Outre plus, ces Caraibes en s’avançans et sautans en devant, puis reculans en arriere, ne se tenoyent pas tousjours en une place comme faisoyent les autres : mesme j’observay qu’eux prenans souvent une canne de bois, longue de quatre à cinq pieds, au bout de laquelle il y avoit de l’herbe de Petun (dont j’ay fait mention autre part) seiche et allumée ; en se tournans et soufflans de toutes parts la fumée d’icelle sur les autres sauvages, ils leur disoyent, A fin que vous surmontiez vos ennemis, recevez tous l’esprit de force : et ainsi firent par plusieurs fois ces maistres Caraibes. Or ces ceremonies ayans ainsi duré pres de deux heures, ces cinq ou six cens hommes sauvages ne cessans tousjours de danser et chanter, il y eut une telle melodie qu’attendu qu’ils ne sçavent que c’est de musique, ceux qui ne les ont ouys ne croiroyent jamais qu’ils s’accordassent si bien. Et de faict, au lieu que du commencement de ce sabbat (estant comme j’ay dit en la maison des femmes), j’avois eu quelque crainte, j’eu lors en recompense une telle joye, que non seulement oyant les accords si bien mesurez d’une telle multitude, et sur tout pour la cadence et le refrein de la balade, à chacun couplet tous en traisnans leurs voix, disans : heu, heuaüre, heüra, heüraüre, heüra, heüra, oueh, j’en demeuray tout ravi mais aussi toutes les fois qu’il m’en ressouvient, le coeur m’en tressaillant, il me semble que je les aye encor aux oreilles. Quand ils voulurent finir, frappans du pied droit contre terre, plus fort qu’auparavant, apres que chacun eut craché devant soy, tous unanimement, d’une voix rauque, prononcerent deux ou trois fois, Hé, hua, hua, hua, et ainsi cesserent.

Et parce que n’entendant pas encores lors parfaitement tout leur langage, ils avoyent dit plusieurs choses que je n’avois peu comprendre, ayant prié le truchement qu’il les me declarast : il me dit en premier lieu qu’ils avoyent fort insisté à regretter leurs grands peres decedez, lesquels estoyent si vaillans : toutesfois qu’en fin ils s’estoyent consolez, en ce qu’apres leur mort ils s’asseuroyent de les aller trouver derriere les hautes montagnes, où ils danseroyent et se resjouiroyent avec eux. Semblablement qu’à toute outrance ils avoyent menacé les Ouëtacas (nation de sauvages leurs ennemis, lesquels, comme j’ay dit ailleurs, sont si vaillans qu’ils ne les ont jamais peu dompter) d’estre bientost prins et mangez par euz, ainsi que leur avoyent promis leurs Caraibes.
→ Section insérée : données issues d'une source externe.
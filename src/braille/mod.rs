//! # Braille Codec
//!
//! Stateless translation between text and six-dot Braille cells.
//!
//! - [`cell`]: `Dots` bitmask and `DotCell`
//! - [`table`]: grade-1 character table and reverse lookup
//! - [`codec`]: text encoding with capital/numeral/letter indicators, decoding

pub mod cell;
pub mod codec;
pub mod table;

pub use cell::{DotCell, Dots, Symbol};
pub use codec::{
    TranslationResult, decode_cells, decode_dots, decode_unicode, encode, encode_strict,
};
pub use table::{UNKNOWN_CHAR, character_to_dots, character_to_glyph, dots_to_character};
Au surplus, qu’ils avoyent entremeslé et fait mention en leurs chansons, que les eaux s’estans une fois tellement desbordées qu’elles couvrirent toute la terre, tous les hommes du monde, excepté leurs grands peres qui se sauverent sur les plus hauts arbres de leur pays, furent noyez : lequel dernier poinct, qui est ce qu’ils tiennent entre eux plus approchant de l’Escriture saincte, je leur ay d’autres fois depuis ouy reiterer. Et de faict, estant vraysemblable que de pere en fils ils ayent entendu quelque chose du deluge universel, qui avint du temps de Noé, suyvant la coustume des hommes qui ont tousjours corrompu et tourné la verité en mensonge : joint comme il a esté veu ci-dessus, qu’estans privez de toutes sortes d’escritures, il leur est malaisé de retenir les choses en leur pureté, ils ont adjousté ceste fable, comme les poetes, que leurs grands peres se sauverent sur les arbres.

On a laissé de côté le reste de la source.